## EXERCISE INPUT
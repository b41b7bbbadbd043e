//! Inline line editor
//!
//! A single-line text editor used for in-place edits of balances, amounts,
//! and profile fields, and for the add-transaction form. The cursor is
//! tracked in characters, not bytes, so accented input behaves.

use ratatui::{
    style::{Color, Style},
    text::{Line, Span},
};

/// Editable line of text with a cursor
#[derive(Debug, Clone, Default)]
pub struct LineEditor {
    value: String,
    /// Cursor position in characters
    cursor: usize,
}

impl LineEditor {
    pub fn new() -> Self {
        Self::default()
    }

    /// Create an editor pre-filled with content, cursor at the end
    pub fn with_value(value: impl Into<String>) -> Self {
        let value = value.into();
        let cursor = value.chars().count();
        Self { value, cursor }
    }

    /// Get the current content
    pub fn value(&self) -> &str {
        &self.value
    }

    pub fn char_count(&self) -> usize {
        self.value.chars().count()
    }

    fn byte_index(&self) -> usize {
        self.value
            .char_indices()
            .nth(self.cursor)
            .map(|(i, _)| i)
            .unwrap_or(self.value.len())
    }

    /// Insert a character at the cursor
    pub fn insert(&mut self, c: char) {
        let at = self.byte_index();
        self.value.insert(at, c);
        self.cursor += 1;
    }

    /// Delete the character before the cursor
    pub fn backspace(&mut self) {
        if self.cursor > 0 {
            self.cursor -= 1;
            let at = self.byte_index();
            self.value.remove(at);
        }
    }

    /// Delete the character at the cursor
    pub fn delete(&mut self) {
        if self.cursor < self.char_count() {
            let at = self.byte_index();
            self.value.remove(at);
        }
    }

    pub fn move_left(&mut self) {
        if self.cursor > 0 {
            self.cursor -= 1;
        }
    }

    pub fn move_right(&mut self) {
        if self.cursor < self.char_count() {
            self.cursor += 1;
        }
    }

    pub fn move_start(&mut self) {
        self.cursor = 0;
    }

    pub fn move_end(&mut self) {
        self.cursor = self.char_count();
    }

    pub fn clear(&mut self) {
        self.value.clear();
        self.cursor = 0;
    }

    /// Render the content as a line, with a block cursor when focused
    pub fn styled_line(&self, focused: bool, accent: Color) -> Line<'static> {
        if !focused {
            return Line::from(self.value.clone());
        }

        let chars: Vec<char> = self.value.chars().collect();
        let before: String = chars[..self.cursor].iter().collect();
        let at = chars
            .get(self.cursor)
            .map(|c| c.to_string())
            .unwrap_or_else(|| " ".to_string());
        let after: String = if self.cursor < chars.len() {
            chars[self.cursor + 1..].iter().collect()
        } else {
            String::new()
        };

        Line::from(vec![
            Span::raw(before),
            Span::styled(at, Style::default().fg(Color::Black).bg(accent)),
            Span::raw(after),
        ])
    }
}

#[cfg(test)]
mod tests {
    use super::*;

    #[test]
    fn test_insert_and_value() {
        let mut editor = LineEditor::new();
        editor.insert('4');
        editor.insert('2');
        assert_eq!(editor.value(), "42");
    }

    #[test]
    fn test_with_value_puts_cursor_at_end() {
        let mut editor = LineEditor::with_value("232.53");
        editor.insert('0');
        assert_eq!(editor.value(), "232.530");
    }

    #[test]
    fn test_backspace() {
        let mut editor = LineEditor::with_value("12.34");
        editor.backspace();
        assert_eq!(editor.value(), "12.3");
        editor.move_start();
        editor.backspace();
        assert_eq!(editor.value(), "12.3");
    }

    #[test]
    fn test_delete_at_cursor() {
        let mut editor = LineEditor::with_value("abc");
        editor.move_start();
        editor.delete();
        assert_eq!(editor.value(), "bc");
        editor.move_end();
        editor.delete();
        assert_eq!(editor.value(), "bc");
    }

    #[test]
    fn test_insert_in_the_middle() {
        let mut editor = LineEditor::with_value("14");
        editor.move_left();
        editor.insert('.');
        assert_eq!(editor.value(), "1.4");
    }

    #[test]
    fn test_multibyte_characters() {
        let mut editor = LineEditor::with_value("NICOLÁS");
        editor.backspace();
        editor.backspace();
        assert_eq!(editor.value(), "NICOL");
        editor.insert('É');
        assert_eq!(editor.value(), "NICOLÉ");
    }

    #[test]
    fn test_styled_line_cursor_at_end() {
        let editor = LineEditor::with_value("12");
        let line = editor.styled_line(true, Color::Cyan);
        // content plus the block cursor cell
        let rendered: String = line.spans.iter().map(|s| s.content.as_ref()).collect();
        assert_eq!(rendered, "12 ");
    }

    #[test]
    fn test_styled_line_unfocused_has_no_cursor() {
        let editor = LineEditor::with_value("12");
        let line = editor.styled_line(false, Color::Cyan);
        let rendered: String = line.spans.iter().map(|s| s.content.as_ref()).collect();
        assert_eq!(rendered, "12");
    }
}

## WHAT YOU WILL DO
From the first line above through the line that contains "accented input behaves.", quote each line exactly. Output nothing more.

## WORKED SOLUTION
repository b41b7bbbadbd043e
//! Inline line editor
//!
//! A single-line text editor used for in-place edits of balances, amounts,
//! and profile fields, and for the add-transaction form. The cursor is
//! tracked in characters, not bytes, so accented input behaves.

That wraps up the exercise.